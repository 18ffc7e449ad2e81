use std::collections::HashMap;

use curly::{Config, Curly};

#[allow(dead_code)]
pub fn create_curly() -> Curly {
    let mut curly = Curly::default();
    curly.add_variable("color", "brown");
    curly.add_variable("nested", "${color}");
    curly.add_variable("empty", "");
    curly
}

#[allow(dead_code)]
pub fn create_curly_with_config(config: Config) -> Curly {
    let mut curly = Curly::with_config(config);
    curly.add_variable("color", "brown");
    curly.add_variable("nested", "${color}");
    curly.add_variable("empty", "");
    curly
}

#[allow(dead_code)]
pub fn fox_vars() -> HashMap<&'static str, &'static str> {
    HashMap::from([("color", "brown")])
}

/// Runs `input` through a streaming interpolator in chunks of `size` units.
#[allow(dead_code)]
pub fn stream_in_chunks<R>(input: &[u8], size: usize, resolver: R) -> Vec<u8>
where
    R: curly::Resolver<u8>,
{
    let mut stream = curly::StreamInterpolator::new(Vec::<u8>::new(), resolver);
    for chunk in input.chunks(size.max(1)) {
        stream.feed(chunk).unwrap();
    }
    stream.finalize().unwrap()
}
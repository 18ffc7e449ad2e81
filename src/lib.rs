mod config;
mod context;
mod error;
pub mod grammar;
mod interpolator;
pub mod scanner;
mod stream;
mod unit;

use std::borrow::Cow;
use std::collections::{BTreeSet, HashMap};
use std::io;

pub use config::{Config, UnclosedPolicy};
pub use context::{from_fn, parse_index, FnResolver, Overlay, Resolver, SimpleContext};
pub use error::Error;
pub use interpolator::{interpolate, interpolate_units, Interpolator};
pub use stream::{Sink, StreamInterpolator};
pub use unit::CodeUnit;

/// Main entry point: a set of variables plus the configuration to apply them with.
#[derive(Debug, Clone)]
pub struct Curly {
    config: Config,
    context: SimpleContext,
}

impl Default for Curly {
    fn default() -> Self {
        Self::new()
    }
}

impl Curly {
    pub fn new() -> Self {
        Self {
            config: Config::default(),
            context: SimpleContext::new(),
        }
    }

    pub fn with_config(config: Config) -> Self {
        Self {
            config,
            context: SimpleContext::new(),
        }
    }

    /// Add a variable to the internal context.
    pub fn add_variable(&mut self, key: impl Into<String>, value: impl Into<String>) {
        self.context.insert(key, value);
    }

    /// Interpolate a string using variables from the context.
    pub fn interpolate<'b>(&self, input: &'b str) -> Cow<'b, str> {
        Interpolator::new(&self.context, &self.config).interpolate(input)
    }

    /// Interpolate a string using temporary additional variables.
    ///
    /// `extra_vars` shadow context variables of the same name.
    pub fn interpolate_with<'b>(
        &self,
        input: &'b str,
        extra_vars: &HashMap<String, String>,
    ) -> Cow<'b, str> {
        let overlay = Overlay::new(&self.context, extra_vars);
        Interpolator::new(&overlay, &self.config).interpolate(input)
    }

    /// Start a streaming interpolation into `sink` using variables from the context.
    ///
    /// The returned value implements [`io::Write`], so it can be the target of
    /// [`io::copy`] or any other byte producer.
    pub fn stream<W: io::Write>(&self, sink: W) -> StreamInterpolator<u8, W, &SimpleContext> {
        StreamInterpolator::with_config(sink, &self.context, self.config.clone())
    }
}

/// Names of all well-formed references in `input`, sorted and without duplicates.
///
/// Escaped references and spans whose name doesn't validate are skipped.
pub fn find_references(input: &str) -> Vec<String> {
    scanner::Scanner::new(input.as_bytes())
        .filter_map(|(token, _)| match token {
            scanner::Token::Reference { body } => grammar::parse_name(body),
            _ => None,
        })
        .map(|name| String::from_utf8_lossy(name).into_owned())
        .collect::<BTreeSet<_>>()
        .into_iter()
        .collect()
}
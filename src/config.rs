#[cfg(feature = "serde")]
use serde::{Deserialize, Serialize};

/// What happens to a `${` that is still open when the input ends.
#[derive(Debug, Clone, Copy, Default, PartialEq, Eq)]
#[cfg_attr(feature = "serde", derive(Serialize, Deserialize))]
#[cfg_attr(feature = "serde", serde(rename_all = "lowercase"))]
pub enum UnclosedPolicy {
    /// Emit the unfinished text verbatim, exactly as whole-text interpolation does.
    #[default]
    Flush,
    /// Discard it. A lone trailing `$` is still emitted.
    Drop,
}

#[derive(Debug, Clone)]
#[cfg_attr(feature = "serde", derive(Serialize, Deserialize))]
#[cfg_attr(feature = "serde", serde(default))]
pub struct Config {
    /// Longest still-open span a streaming candidate may hold. One more unit is
    /// looked at: if it closes the reference, the reference is resolved,
    /// otherwise the span is written out as plain text. `None` lets it grow
    /// without bound.
    pub max_lookahead: Option<usize>,
    /// Handling of a reference left open at end of input
    pub unclosed: UnclosedPolicy,
}

impl Config {
    pub const DEFAULT_MAX_LOOKAHEAD: usize = 4096;
}

impl Default for Config {
    fn default() -> Self {
        Self {
            max_lookahead: Some(Self::DEFAULT_MAX_LOOKAHEAD),
            unclosed: UnclosedPolicy::Flush,
        }
    }
}
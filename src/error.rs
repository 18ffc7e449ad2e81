use std::io;

use thiserror::Error;

#[derive(Debug, Error)]
pub enum Error {
    /// The downstream sink rejected a write or flush.
    #[error("failed to write interpolated output: {0}")]
    Sink(#[from] io::Error),
}

impl From<Error> for io::Error {
    fn from(err: Error) -> Self {
        match err {
            Error::Sink(inner) => inner,
        }
    }
}
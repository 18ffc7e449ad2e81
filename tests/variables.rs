mod common;
use common::create_curly;

#[test]
fn test_simple_variable() {
    let curly = create_curly();
    let result = curly.interpolate("The quick ${color} fox.");
    assert_eq!(result, "The quick brown fox.");
}

#[test]
fn test_values_are_not_expanded_again() {
    let curly = create_curly();
    let result = curly.interpolate("Value is ${nested}");
    assert_eq!(result, "Value is ${color}");
}

#[test]
fn test_missing_variable_is_removed() {
    let curly = create_curly();
    let result = curly.interpolate("Value is [${missing}]");
    assert_eq!(result, "Value is []");
}

#[test]
fn test_empty_variable() {
    let curly = create_curly();
    let result = curly.interpolate("The quick ${empty} fox.");
    assert_eq!(result, "The quick  fox.");
}

#[test]
fn test_whitespace_in_braces() {
    let curly = create_curly();
    assert_eq!(curly.interpolate("The quick ${ color } fox."), "The quick brown fox.");
    assert_eq!(curly.interpolate("${\tcolor\n}"), "brown");
}

#[test]
fn test_variable_overwrite() {
    let mut curly = create_curly();
    curly.add_variable("color", "original");
    curly.add_variable("color", "overwritten");

    let result = curly.interpolate("Value is ${color}");
    assert_eq!(result, "Value is overwritten");
}

#[test]
fn test_interpolate_with_extra_vars() {
    let curly = create_curly();
    let mut extra = std::collections::HashMap::new();
    extra.insert("color".to_string(), "red".to_string());
    extra.insert("animal".to_string(), "fox".to_string());

    let result = curly.interpolate_with("${color} ${animal}", &extra);
    assert_eq!(result, "red fox");
    // The context itself is untouched.
    assert_eq!(curly.interpolate("${color} ${animal}"), "brown ");
}

#[test]
fn test_utf8_names_and_values() {
    let mut curly = create_curly();
    curly.add_variable("воасл", "brʘwn");
    let result = curly.interpolate("The quiĉk ${воасл} fox.");
    assert_eq!(result, "The quiĉk brʘwn fox.");
}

----------

[Problem] Whenever "still" occurs in a line above, copy that line.

[Expected output]
/// What happens to a `${` that is still open when the input ends.
    /// Discard it. A lone trailing `$` is still emitted.
    /// Longest still-open span a streaming candidate may hold. One more unit is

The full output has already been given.